4. A taxa de ocupação das UTIs exclusivas para COVID-19 atingiu 100% no último dia 03 de julho, tanto na rede pública como na privada, dado que revela de forma nítida um colapso no sistema de saúde do município. Mesmo com a inauguração de novos leitos (em 07 de julho), a taxa de ocupação mantém-se acima dos 80%.

5. Como se sabe, a única forma efetiva de controle da pandemia é o isolamento social. Nesse sentido, foram de grande valia as iniciativas conjuntas do Ministério Público Estadual e Defensoria Pública. As diversas recomendações e ações judiciais foram decisivas para a melhora da transparência nas informações e ampliação do isolamento social.

6. Entretanto, permanece baixíssimo o índice de isolamento social no estado e no município. Ambos não atingem nem 50% da população, sendo que a indicação da Organização Mundial da Saúde (OMS) é de 70% para que seja possível iniciar um processo de flexibilização. De acordo com o estudo “Mapa Brasileiro da Covid- 19”, divulgado em 11/07/2020, a Bahia apresenta o 5º pior índice de isolamento social do país (anexo 01). Isto foi reconhecido inclusive pelo governo estadual em sua página oficial da Secretária Estadual de Saúde (SESAB) (anexo 02).

7. Observando os dados oficiais publicizados sobre a Bahia e Feira de Santana, percebe-se que não há divulgação dos indicadores de gênero e cor/raça nos números de pessoas infectadas e de óbitos devido ao novo coronavírus. Este dado seria fundamental para uma análise detalhada dos impactos da pandemia e para a proposição de soluções de acordo com as necessidades gerais e específicas da população (anexo 03).

II – DA NECESSIDADE URGENTE DE UM PLANO DE GESTÃO DA CRISE DA COVID-19 NO MUNICÍPIO DE FEIRA DE SANTANA.

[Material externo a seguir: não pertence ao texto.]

use std::hash::Hash;

use ahash::{HashSet, HashSetExt};

use crate::index::clamp_all;
use crate::search::Matcher;
use crate::value::{Countable, CountableCore};
use crate::{ElementsCore, Index, Rule};

use super::View;

impl<E: Clone> View<E> {
    /// Keep the elements matching `predicate`.
    pub fn filter(self, predicate: impl FnMut(&E) -> bool) -> Self {
        self.shrink(Rule::EmptyAfterFilter, format_args!("filter"), |elements| {
            elements.filter(predicate)
        })
    }

    /// Keep the elements that are among `values`.
    pub fn keep(mut self, values: &Countable<E>) -> Self
    where
        E: Hash + Eq,
    {
        let Some(values) = self.argument(values, "keep") else {
            return self;
        };
        let lookup = lookup(values);
        self.shrink(
            Rule::EmptyAfterKeep,
            format_args!("keep {} values", values.len()),
            |elements| elements.filter(|element| lookup.contains(element)),
        )
    }

    /// Remove the elements that are among `values`.
    pub fn remove(mut self, values: &Countable<E>) -> Self
    where
        E: Hash + Eq,
    {
        let Some(values) = self.argument(values, "remove") else {
            return self;
        };
        let lookup = lookup(values);
        self.shrink(
            Rule::EmptyAfterRemove,
            format_args!("remove {} values", values.len()),
            |elements| elements.filter(|element| !lookup.contains(element)),
        )
    }

    /// Keep the elements at `indices`. Indices that address nothing are
    /// ignored, and so are repeats.
    pub fn keep_indices(self, indices: &[Index]) -> Self {
        self.shrink(Rule::EmptyAfterKeepIndices, indices, |elements| {
            let offsets = clamp_all(indices, elements.len());
            elements.keep_unchecked(&offsets)
        })
    }

    /// Remove the elements at `indices`. Indices that address nothing are
    /// ignored, and so are repeats.
    pub fn remove_indices(self, indices: &[Index]) -> Self {
        self.shrink(Rule::EmptyAfterRemoveIndices, indices, |elements| {
            let offsets = clamp_all(indices, elements.len());
            elements.remove_unchecked(&offsets)
        })
    }

    /// Keep the elements from `start` through `end`, both included.
    ///
    /// Nothing is left when either index addresses nothing or `end` comes
    /// before `start`.
    pub fn range(self, start: Index, end: Index) -> Self {
        self.shrink(Rule::EmptyAfterRange, (start, end), |elements| {
            match inclusive(start, end, elements.len()) {
                Some((first, last)) => elements.keep_range_unchecked(first..last + 1),
                None => elements.keep_unchecked(&[]),
            }
        })
    }

    /// Remove the elements from `start` through `end`, both included.
    ///
    /// Nothing is removed when either index addresses nothing or `end`
    /// comes before `start`.
    pub fn remove_range(self, start: Index, end: Index) -> Self {
        self.shrink(Rule::EmptyAfterRemoveRange, (start, end), |elements| {
            match inclusive(start, end, elements.len()) {
                Some((first, last)) => elements.remove_range_unchecked(first..last + 1),
                None => elements,
            }
        })
    }

    /// Keep the first `count` elements.
    pub fn keep_first(self, count: usize) -> Self {
        self.shrink(Rule::EmptyAfterKeepFirst, count, |elements| {
            let count = count.min(elements.len());
            elements.keep_range_unchecked(0..count)
        })
    }

    /// Keep the last `count` elements.
    pub fn keep_last(self, count: usize) -> Self {
        self.shrink(Rule::EmptyAfterKeepLast, count, |elements| {
            let length = elements.len();
            elements.keep_range_unchecked(length - count.min(length)..length)
        })
    }

    /// Remove the first `count` elements.
    pub fn remove_first(self, count: usize) -> Self {
        self.shrink(Rule::EmptyAfterRemoveFirst, count, |elements| {
            let count = count.min(elements.len());
            elements.remove_range_unchecked(0..count)
        })
    }

    /// Remove the last `count` elements.
    pub fn remove_last(self, count: usize) -> Self {
        self.shrink(Rule::EmptyAfterRemoveLast, count, |elements| {
            let length = elements.len();
            elements.remove_range_unchecked(length - count.min(length)..length)
        })
    }

    /// Keep only the element at `index`.
    pub fn at(self, index: Index) -> Self {
        self.shrink(Rule::IndexOutOfBounds, index, |elements| {
            match index.clamp(elements.len()) {
                Some(offset) => elements.keep_range_unchecked(offset..offset + 1),
                None => elements.keep_unchecked(&[]),
            }
        })
    }

    /// Drop repeated elements, keeping each first occurrence.
    pub fn unique(self) -> Self
    where
        E: Hash + Eq,
    {
        self.edit(|elements| {
            let mut seen = HashSet::with_capacity(elements.len());
            elements.filter(|element| seen.insert(element.clone()))
        })
    }

    /// Whether `sub` occurs as a contiguous subsequence. An empty or
    /// abnormal `sub` never does.
    pub fn contains(&self, sub: &Countable<E>) -> bool
    where
        E: PartialEq,
    {
        if self.is_abnormal() || sub.is_abnormal() {
            return false;
        }
        Matcher::new(sub.as_slice()).contains(self.items())
    }
}

fn lookup<E: Hash + Eq>(values: &[E]) -> HashSet<&E> {
    let mut lookup = HashSet::with_capacity(values.len());
    lookup.extend(values.iter());
    lookup
}

fn inclusive(start: Index, end: Index, length: usize) -> Option<(usize, usize)> {
    let first = start.clamp(length)?;
    let last = end.clamp(length)?;
    (first <= last).then_some((first, last))
}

8. A crise gerada pela pandemia da COVID-19 tem sido conduzida pela gestão municipal de maneira arbitrária. Os sucessivos decretos de reabertura do comércio local não foram acompanhados de justicativas e evidências científicas sobre a pertinência dessas decisões, acerca da escolha das atividades a serem retomadas e nem sobre a opção pelo momento específico para tal. Pelo contrário, existem indícios significativos de que tais decretos obedeceram menos a evidências dessa natureza e critérios técnicos e mais ao lobby de setores econômicos – Especialmente do grande empresariado comercial (anexo 4).

9. Se confirmada a mais recente reabertura do comércio e suspensão das medidas mais restritivas ora em vigência, conforme noticiado neste 19/07 (anexo 5), fica evidenciado que a condução governamental do enfrentamento à pandemia de COVID-19 em âmbito feirense padece de caráter errático, excedendo em muito a discricionaridade inerente ao exercício do poder executivo e ferindo os princípios constitucionais da Administração Pública.

10. Dada a gravidade da referida situação em Feira de Santana, reivindicamos a urgente elaboração e apresentação à sociedade por parte do governo municipal de um plano de gestão contendo os seguintes aspectos: (i) definição de critérios transparentes para manutenção ou suspensão de atividades; (ii) definição de um método público para avaliação regular do cumprimento de tais critérios; (iii) classificação de atividades e áreas em função do diagnóstico do estágio da pandemia; e (iv) um cronograma com a projeção das etapas para gradativa superação da crise instaurada pela pandemia em vista. Tal plano serviria como instrumento público para orientar não só o conjunto da população, mas em especial os diferentes setores da sociedade civil e também os órgãos públicos acerca do enfrentamento ordenado da pandemia no quadro do próximo período, sem a mesma arbitrariedade que tem marcado a condução governamental da crise até aqui.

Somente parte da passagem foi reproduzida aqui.